E tu serra, fedele Filezio, le porte dell’atrio,
col chiavistello; e sopra v’attorci secura una fune».
E Cosí detto, di nuovo entrò nella solida casa:
quivi sovr’esso il seggio sedè, donde prima era surto,
e dietro i due famigli entraron d’Ulisse divino.
Avea dato di piglio frattanto Eurimaco all’arco,
e lo scaldava alla vampa del fuoco qua e là; ma neppure
cosi, gli venne fatto di tenderlo; e il solido cuore
forte piangeva; e tutto crucciato, Cosí prese a dire:
«Ahi!, quale ambascia per me, per tutti i compagni m’invade!
E non mi lagno già per le nozze, se ben me ne affliggo:
molte altre donne achive pur vivono in Itaca alpestre
cinta dal mare, ed altre per l’altre città; ma mi lagno
perché tanto da meno noi siamo in vigore d’Ulisse
pari ai Celesti; né siamo capaci di tender quest’arco;
e biasmo tal ne avremo, che i posteri ancor lo sapranno».

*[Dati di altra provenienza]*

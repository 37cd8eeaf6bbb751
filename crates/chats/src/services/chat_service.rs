//! Reading and writing chat rooms.

use neighborhood_common::{DateSection, Field, InputKind, TimeFormatter};
use neighborhood_database::{ChatRepository, ChatRoom};
use sqlx::SqlitePool;
use tracing::{debug, info};

use crate::types::{
    ChatError, ChatMessageView, ChatResult, ChatRoomView, ChatSection, ChatView, SendChatRequest,
};

const MISSING_CHAT: &str = "*메시지를 입력해주세요.";

#[derive(Clone)]
pub struct ChatService {
    chats: ChatRepository,
    formatter: TimeFormatter,
}

impl ChatService {
    pub fn new(pool: SqlitePool, formatter: TimeFormatter) -> Self {
        Self {
            chats: ChatRepository::new(pool),
            formatter,
        }
    }

    /// Loads a room the user takes part in, with its messages in send order.
    pub async fn get_room(&self, room_id: i64, user_id: i64) -> ChatResult<ChatRoomView> {
        let room = self.participant_room(room_id, user_id).await?;
        let chats: Vec<ChatView> = self
            .chats
            .chats_in_room(room.id)
            .await?
            .into_iter()
            .map(ChatView::from)
            .collect();

        let sections = self.sections(chats.clone());
        debug!(room_id, messages = chats.len(), sections = sections.len(), "chat room loaded");

        Ok(ChatRoomView {
            id: room.id,
            product_id: room.product_id,
            seller_id: room.seller_id,
            buyer_id: room.buyer_id,
            created: room.created_at,
            chats,
            sections,
        })
    }

    pub async fn send_chat(
        &self,
        room_id: i64,
        user_id: i64,
        request: SendChatRequest,
    ) -> ChatResult<ChatMessageView> {
        Field::new("chat", InputKind::Text)
            .required(MISSING_CHAT)
            .check(Some(&request.chat))?;

        let room = self.participant_room(room_id, user_id).await?;
        let chat = self
            .chats
            .create_chat(room.id, user_id, request.chat.trim())
            .await?;
        info!(room_id, chat_id = chat.id, user_id, "chat sent");

        // Re-read so the sender's avatar comes along.
        let line = self
            .chats
            .find_line(chat.id)
            .await?
            .ok_or(ChatError::RoomNotFound)?;

        Ok(self.message_view(line.into()))
    }

    async fn participant_room(&self, room_id: i64, user_id: i64) -> ChatResult<ChatRoom> {
        match self.chats.find_room(room_id).await? {
            Some(room) if room.has_participant(user_id) => Ok(room),
            _ => Err(ChatError::RoomNotFound),
        }
    }

    fn sections(&self, chats: Vec<ChatView>) -> Vec<ChatSection> {
        self.formatter
            .divide_date(chats)
            .into_iter()
            .map(|DateSection { date, entries }| ChatSection {
                date,
                chats: entries
                    .into_iter()
                    .map(|chat| self.message_view(chat))
                    .collect(),
            })
            .collect()
    }

    fn message_view(&self, chat: ChatView) -> ChatMessageView {
        ChatMessageView {
            id: chat.id,
            time: self.formatter.message_time(chat.created),
            chat: chat.chat,
            created: chat.created,
            user: chat.user,
        }
    }
}
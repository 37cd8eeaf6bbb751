//! # Neighborhood Streams Crate
//!
//! Live stream sales announced by users: a title, a price, and a
//! description, listed newest first.

pub mod services;
pub mod types;

pub use services::{StreamService, STREAMS_PER_PAGE};
pub use types::{CreateStreamRequest, StreamError, StreamResult, StreamView};
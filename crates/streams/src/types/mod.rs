pub mod errors;
pub mod requests;
pub mod responses;

pub use errors::{StreamError, StreamResult};
pub use requests::CreateStreamRequest;
pub use responses::StreamView;
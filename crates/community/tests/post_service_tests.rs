use neighborhood_common::TimeFormatter;
use neighborhood_community::{
    CreateAnswerRequest, CreatePostRequest, PostError, PostService, UpdatePostRequest,
};
use neighborhood_config::DatabaseConfig;
use neighborhood_database::{initialize_database, User, UserRepository};
use tempfile::TempDir;

struct TestContext {
    service: PostService,
    author: User,
    reader: User,
    _temp_dir: TempDir,
}

impl TestContext {
    async fn new() -> Self {
        let temp_dir = TempDir::new().unwrap();
        let config = DatabaseConfig {
            url: format!("sqlite://{}", temp_dir.path().join("posts.db").display()),
            max_connections: 2,
        };
        let pool = initialize_database(&config).await.unwrap();
        let users = UserRepository::new(pool.clone());

        Self {
            service: PostService::new(pool.clone(), TimeFormatter::kst()),
            author: users.create("author", Some("author@example.com"), None).await.unwrap(),
            reader: users.create("reader", Some("reader@example.com"), None).await.unwrap(),
            _temp_dir: temp_dir,
        }
    }

    async fn post(&self) -> i64 {
        self.service
            .create_post(
                self.author.id,
                CreatePostRequest {
                    title: "동네 병원 추천".into(),
                    content: "주말에도 여는 소아과 있을까요?".into(),
                },
            )
            .await
            .unwrap()
            .id
    }
}

#[tokio::test]
async fn missing_post_is_not_found() {
    let ctx = TestContext::new().await;

    let err = ctx.service.get_post(404, ctx.reader.id).await.unwrap_err();
    assert!(matches!(err, PostError::PostNotFound));
    assert_eq!(err.to_string(), "포스트가 존재하지 않습니다.");
}

#[tokio::test]
async fn post_detail_carries_answers_counts_and_recommendation() {
    let ctx = TestContext::new().await;
    let post_id = ctx.post().await;

    ctx.service
        .create_answer(post_id, ctx.reader.id, CreateAnswerRequest { answer: "역 앞에 있어요".into() })
        .await
        .unwrap();
    let toggled = ctx.service.toggle_recommendation(post_id, ctx.reader.id).await.unwrap();
    assert!(toggled.is_recommend);
    assert_eq!(toggled.recommendations, 1);

    let seen_by_reader = ctx.service.get_post(post_id, ctx.reader.id).await.unwrap();
    assert!(seen_by_reader.is_recommend);
    assert_eq!(seen_by_reader.post.user.name, "author");
    assert_eq!(seen_by_reader.post.count.answers, 1);
    assert_eq!(seen_by_reader.post.count.recommendations, 1);
    assert_eq!(seen_by_reader.post.answers[0].user.name, "reader");
    assert_eq!(seen_by_reader.post.answers[0].updated_ago, "몇 초 전");
    assert_eq!(seen_by_reader.post.created_ago, "몇 초 전");

    let seen_by_author = ctx.service.get_post(post_id, ctx.author.id).await.unwrap();
    assert!(!seen_by_author.is_recommend);

    let json = serde_json::to_value(&seen_by_reader).unwrap();
    assert_eq!(json["isRecommend"], true);
    assert_eq!(json["post"]["_count"]["answers"], 1);
    assert_eq!(json["post"]["_count"]["recommendations"], 1);
    assert!(json["post"]["answers"][0]["updatedAgo"].is_string());
}

#[tokio::test]
async fn recommendation_toggles_off() {
    let ctx = TestContext::new().await;
    let post_id = ctx.post().await;

    ctx.service.toggle_recommendation(post_id, ctx.reader.id).await.unwrap();
    let toggled = ctx.service.toggle_recommendation(post_id, ctx.reader.id).await.unwrap();
    assert!(!toggled.is_recommend);
    assert_eq!(toggled.recommendations, 0);

    assert!(matches!(
        ctx.service.toggle_recommendation(post_id + 1, ctx.reader.id).await,
        Err(PostError::PostNotFound)
    ));
}

#[tokio::test]
async fn only_the_author_can_edit() {
    let ctx = TestContext::new().await;
    let post_id = ctx.post().await;
    let changes = || UpdatePostRequest {
        title: Some("수정된 제목".into()),
        content: None,
    };

    let err = ctx
        .service
        .update_post(post_id, ctx.reader.id, changes())
        .await
        .unwrap_err();
    assert_eq!(err.to_string(), "포스트를 수정할 수 없습니다.");

    let err = ctx
        .service
        .update_post(post_id + 1, ctx.author.id, changes())
        .await
        .unwrap_err();
    assert!(matches!(err, PostError::CannotEdit));

    let updated = ctx
        .service
        .update_post(post_id, ctx.author.id, changes())
        .await
        .unwrap();
    assert_eq!(updated.title, "수정된 제목");
    assert_eq!(updated.content, "주말에도 여는 소아과 있을까요?");
}

#[tokio::test]
async fn only_the_author_can_delete() {
    let ctx = TestContext::new().await;
    let post_id = ctx.post().await;

    let err = ctx.service.delete_post(post_id, ctx.reader.id).await.unwrap_err();
    assert!(matches!(err, PostError::CannotDelete));
    assert_eq!(err.to_string(), "포스트를 삭제할 수 없습니다.");

    ctx.service.delete_post(post_id, ctx.author.id).await.unwrap();
    assert!(matches!(
        ctx.service.get_post(post_id, ctx.author.id).await,
        Err(PostError::PostNotFound)
    ));
    assert!(matches!(
        ctx.service.delete_post(post_id, ctx.author.id).await,
        Err(PostError::CannotDelete)
    ));
}

#[tokio::test]
async fn blank_fields_are_rejected() {
    let ctx = TestContext::new().await;

    let err = ctx
        .service
        .create_post(
            ctx.author.id,
            CreatePostRequest {
                title: " ".into(),
                content: "내용".into(),
            },
        )
        .await
        .unwrap_err();
    assert_eq!(err.to_string(), "*제목을 입력해주세요.");

    let post_id = ctx.post().await;
    let err = ctx
        .service
        .create_answer(post_id, ctx.reader.id, CreateAnswerRequest { answer: "".into() })
        .await
        .unwrap_err();
    assert!(matches!(err, PostError::InvalidField(_)));

    let err = ctx
        .service
        .create_answer(post_id + 1, ctx.reader.id, CreateAnswerRequest { answer: "답".into() })
        .await
        .unwrap_err();
    assert!(matches!(err, PostError::PostNotFound));
}
//! Profile, sales and review endpoints

use std::sync::Arc;

use axum::{
    extract::State,
    http::StatusCode,
    routing::{get, post},
    Json, Router,
};
use neighborhood_users::{
    CreateReviewRequest, EditProfileRequest, ProfileView, ReviewView, SaleView, UserView,
};
use serde::Serialize;
use utoipa::ToSchema;

use crate::error::GatewayResult;
use crate::middleware::{ApiJson, ApiPath, CurrentUser};
use crate::rest::{ok, OkResponse};
use crate::state::GatewayState;

#[derive(Debug, Serialize, ToSchema)]
pub struct MeResponse {
    pub ok: bool,
    pub profile: UserView,
}

#[derive(Debug, Serialize, ToSchema)]
pub struct SalesResponse {
    pub ok: bool,
    pub sales: Vec<SaleView>,
}

#[derive(Debug, Serialize, ToSchema)]
pub struct ProfileResponse {
    pub ok: bool,
    pub profile: ProfileView,
}

#[derive(Debug, Serialize, ToSchema)]
pub struct ReviewResponse {
    pub ok: bool,
    pub review: ReviewView,
}

pub fn create_user_routes() -> Router<Arc<GatewayState>> {
    Router::new()
        .route("/users/me", get(me).put(edit_profile).delete(delete_account))
        .route("/users/me/sales", get(sales))
        .route("/users/:id", get(profile))
        .route("/users/:id/reviews", post(create_review))
}

#[utoipa::path(
    get,
    path = "/api/users/me",
    tag = "Users",
    responses(
        (status = 200, description = "Signed-in user", body = MeResponse),
        (status = 401, description = "Unauthorized", body = crate::error::ErrorResponse)
    ),
    security(("bearer" = []))
)]
pub async fn me(
    State(state): State<Arc<GatewayState>>,
    current: CurrentUser,
) -> GatewayResult<Json<MeResponse>> {
    let profile = state.user_service.me(current.user.id).await?;
    Ok(Json(MeResponse { ok: true, profile }))
}

#[utoipa::path(
    put,
    path = "/api/users/me",
    tag = "Users",
    request_body = EditProfileRequest,
    responses(
        (status = 200, description = "Profile updated", body = OkResponse),
        (status = 400, description = "Invalid or taken field", body = crate::error::ErrorResponse),
        (status = 401, description = "Unauthorized", body = crate::error::ErrorResponse)
    ),
    security(("bearer" = []))
)]
pub async fn edit_profile(
    State(state): State<Arc<GatewayState>>,
    current: CurrentUser,
    ApiJson(payload): ApiJson<EditProfileRequest>,
) -> GatewayResult<Json<OkResponse>> {
    state.user_service.update_profile(current.user.id, payload).await?;
    Ok(ok())
}

#[utoipa::path(
    delete,
    path = "/api/users/me",
    tag = "Users",
    responses(
        (status = 200, description = "Account deleted", body = OkResponse),
        (status = 401, description = "Unauthorized", body = crate::error::ErrorResponse)
    ),
    security(("bearer" = []))
)]
pub async fn delete_account(
    State(state): State<Arc<GatewayState>>,
    current: CurrentUser,
) -> GatewayResult<Json<OkResponse>> {
    state.user_service.delete_account(current.user.id).await?;
    Ok(ok())
}

#[utoipa::path(
    get,
    path = "/api/users/me/sales",
    tag = "Users",
    responses(
        (status = 200, description = "Products sold by the signed-in user", body = SalesResponse),
        (status = 401, description = "Unauthorized", body = crate::error::ErrorResponse)
    ),
    security(("bearer" = []))
)]
pub async fn sales(
    State(state): State<Arc<GatewayState>>,
    current: CurrentUser,
) -> GatewayResult<Json<SalesResponse>> {
    let sales = state.user_service.sales(current.user.id).await?;
    Ok(Json(SalesResponse { ok: true, sales }))
}

#[utoipa::path(
    get,
    path = "/api/users/{id}",
    tag = "Users",
    params(("id" = i64, Path, description = "User id")),
    responses(
        (status = 200, description = "Public profile with reviews", body = ProfileResponse),
        (status = 404, description = "User not found", body = crate::error::ErrorResponse)
    )
)]
pub async fn profile(
    State(state): State<Arc<GatewayState>>,
    ApiPath(user_id): ApiPath<i64>,
) -> GatewayResult<Json<ProfileResponse>> {
    let profile = state.review_service.profile(user_id).await?;
    Ok(Json(ProfileResponse { ok: true, profile }))
}

#[utoipa::path(
    post,
    path = "/api/users/{id}/reviews",
    tag = "Users",
    params(("id" = i64, Path, description = "Reviewed user id")),
    request_body = CreateReviewRequest,
    responses(
        (status = 201, description = "Review left", body = ReviewResponse),
        (status = 400, description = "Invalid review", body = crate::error::ErrorResponse),
        (status = 401, description = "Unauthorized", body = crate::error::ErrorResponse),
        (status = 404, description = "User not found", body = crate::error::ErrorResponse)
    ),
    security(("bearer" = []))
)]
pub async fn create_review(
    State(state): State<Arc<GatewayState>>,
    ApiPath(user_id): ApiPath<i64>,
    current: CurrentUser,
    ApiJson(payload): ApiJson<CreateReviewRequest>,
) -> GatewayResult<(StatusCode, Json<ReviewResponse>)> {
    let review = state
        .review_service
        .create_review(current.user.id, user_id, payload)
        .await?;
    Ok((StatusCode::CREATED, Json(ReviewResponse { ok: true, review })))
}
//! Demo data for local development.

use anyhow::Context;
use neighborhood_database::{
    ChatRepository, CreatePostRequest, CreateProductRequest, CreateReviewRequest,
    CreateStreamRequest, PostRepository, ProductRepository, ReviewRepository, StreamRepository,
    User, UserRepository,
};
use neighborhood_runtime::BackendServices;
use tracing::info;

const SELLER_EMAIL: &str = "seller@neighborhood.test";
const BUYER_PHONE: &str = "01012345678";

pub async fn run(services: &BackendServices) -> anyhow::Result<()> {
    let pool = services.db_pool.clone();
    let users = UserRepository::new(pool.clone());

    if users.find_by_email(SELLER_EMAIL).await?.is_some() {
        info!("demo data already present, nothing to do");
        return Ok(());
    }

    let seller = users
        .create("당근판매자", Some(SELLER_EMAIL), None)
        .await
        .context("failed to insert seller")?;
    let buyer = users
        .create("동네주민", None, Some(BUYER_PHONE))
        .await
        .context("failed to insert buyer")?;

    seed_market(services, &seller, &buyer).await?;
    seed_community(services, &seller, &buyer).await?;

    let streams = StreamRepository::new(pool);
    for (name, price) in [("주말 플리마켓 라이브", 0), ("수제 쿠키 판매 방송", 5_000)] {
        streams
            .create(
                seller.id,
                &CreateStreamRequest {
                    name: name.to_string(),
                    price,
                    description: "동네 이웃과 함께하는 라이브 방송입니다.".to_string(),
                },
            )
            .await
            .with_context(|| format!("failed to insert stream {name}"))?;
    }

    for user in [&seller, &buyer] {
        let session = services
            .gateway
            .authenticator
            .issue_session(user.id)
            .await
            .context("failed to issue demo session")?;
        info!(user_id = user.id, name = %user.name, token = %session.token, "demo session");
    }

    info!("demo data seeded");
    Ok(())
}

async fn seed_market(services: &BackendServices, seller: &User, buyer: &User) -> anyhow::Result<()> {
    let products = ProductRepository::new(services.db_pool.clone());
    let chair = products
        .create(
            seller.id,
            &CreateProductRequest {
                name: "캠핑 의자".to_string(),
                price: 20_000,
                image: None,
                description: "두 번 사용했어요.".to_string(),
            },
        )
        .await
        .context("failed to insert product")?;
    products.add_wish(buyer.id, chair.id).await?;
    products.record_sale(seller.id, chair.id).await?;

    let chats = ChatRepository::new(services.db_pool.clone());
    let room = chats
        .create_room(Some(chair.id), seller.id, buyer.id)
        .await
        .context("failed to insert chat room")?;
    chats.create_chat(room.id, buyer.id, "아직 판매중인가요?").await?;
    chats.create_chat(room.id, seller.id, "네 판매중이에요!").await?;

    ReviewRepository::new(services.db_pool.clone())
        .create(&CreateReviewRequest {
            created_by_id: buyer.id,
            created_for_id: seller.id,
            score: 5,
            review: serde_json::to_string(&["친절하고 매너가 좋아요", "응답이 빨라요"])?,
        })
        .await
        .context("failed to insert review")?;

    Ok(())
}

async fn seed_community(services: &BackendServices, seller: &User, buyer: &User) -> anyhow::Result<()> {
    let posts = PostRepository::new(services.db_pool.clone());
    let post = posts
        .create(
            buyer.id,
            &CreatePostRequest {
                title: "동네 병원 추천".to_string(),
                content: "주말에도 여는 소아과 있을까요?".to_string(),
            },
        )
        .await
        .context("failed to insert post")?;
    posts
        .create_answer(post.id, seller.id, "역 앞 소아과가 토요일 오전에 열어요.")
        .await?;
    posts.toggle_recommendation(post.id, seller.id).await?;

    Ok(())
}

E gli rispose Cosí Antinoo figlio d’Eupito:
«No. non andrà cosi. Eurimaco, intendilo bene.
Oggi pel Dio dell’arco nel popolo è festa solenne:
chi mai di tender l’arco curar si vorrebbe? Smettete,
state tranquilli. Le scuri direi di lasciarle qui tutte
dove ora sono; ché muno vorrà, se non erro, introdursi
entro la casa d’Ulisse figliuol di Laerte, e rubarle.
Su via, dunque, il coppiere ricolmi per primo le tazze,
sicché, libando ai Numi, si lasci il pensiero degli archi.
Quindi s’imponga al capraio Melanzio che all’alba dimani
capre qui rechi, quante migliori ne conta il suo gregge.